Research Papers

A Framework for Explicating Formal Geometrical and Dimensional Tolerances Schema From Manufacturing Process Plans for Three-Dimensional Conformance Analysis

[+] Author and Article Information
Payam Haghighi, Prashant Mohan, Jami J. Shah, Joseph K. Davidson

Design Automation Laboratory,
Arizona State University,
Tempe, AZ 85287

Contributed by the Computers and Information Division of ASME for publication in the JOURNAL OF COMPUTING AND INFORMATION SCIENCE IN ENGINEERING. Manuscript received November 26, 2014; final manuscript received December 9, 2014; published online April 8, 2015. Editor: Bahram Ravani.

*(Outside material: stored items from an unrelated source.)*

//! EXIF metadata access.
//!
//! - [`extract_blob`] / [`attach_blob`] — carry the raw EXIF payload from the
//!   input container into the re-encoded JPEG untouched
//! - [`MetadataEntries`] — decoded tag entries of the primary image
//! - [`capture_time`] — the capture timestamp, `DateTimeOriginal` first, then `DateTime`

mod blob;
mod reader;

pub use blob::{attach_blob, extract_blob};
pub use reader::{
    EntryValue, MetadataEntries, MetadataEntry, TAG_DATE_TIME, TAG_DATE_TIME_ORIGINAL,
    capture_time, parse_exif_datetime,
};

J. Comput. Inf. Sci. Eng 15(2), 021003 (Jun 01, 2015) (13 pages) Paper No: JCISE-14-1434; doi: 10.1115/1.4029555 History: Received November 26, 2014; Revised December 09, 2014; Online April 08, 2015

A process plan is an instruction set for the manufacture of parts generated from detailed design drawings or computer-aided design (CAD) models. While these plans are highly detailed about machines, tools, fixtures, and operation parameters, tolerances typically show up in less formal manner, if at all. It is not uncommon to see only dimensional plus/minus values on rough sketches accompanying the instructions. On the other hand, design drawings use standard geometrical and dimensional tolerances (GD&T) symbols with datums and datum reference frames (DRFs) clearly specified. This is not to say that process planners do not consider tolerances; they are implied by way of choices of fixtures, tools, machines, and operations. Process planners do tolerance charting in converting design tolerances to the manufacturing datum flow based on operation sequence, but the resulting plans cannot be audited for conformance to design specification. In this paper, we present a framework for explicating the GD&T schema implied by machining process plans. The first step is to derive DRFs from the fixturing method in each setup. Then, basic dimensions for features machined in the setup are determined with respect to the extracted DRF. Using shop data for the machines and operations involved, the range of possible geometric variations are estimated for each type (form, size, orientation, and position). The sequence of operations determines the datum flow chain. Once we have a formal manufacturing GD&T schema, we can analyze and compare it to design specification using the T-map math model.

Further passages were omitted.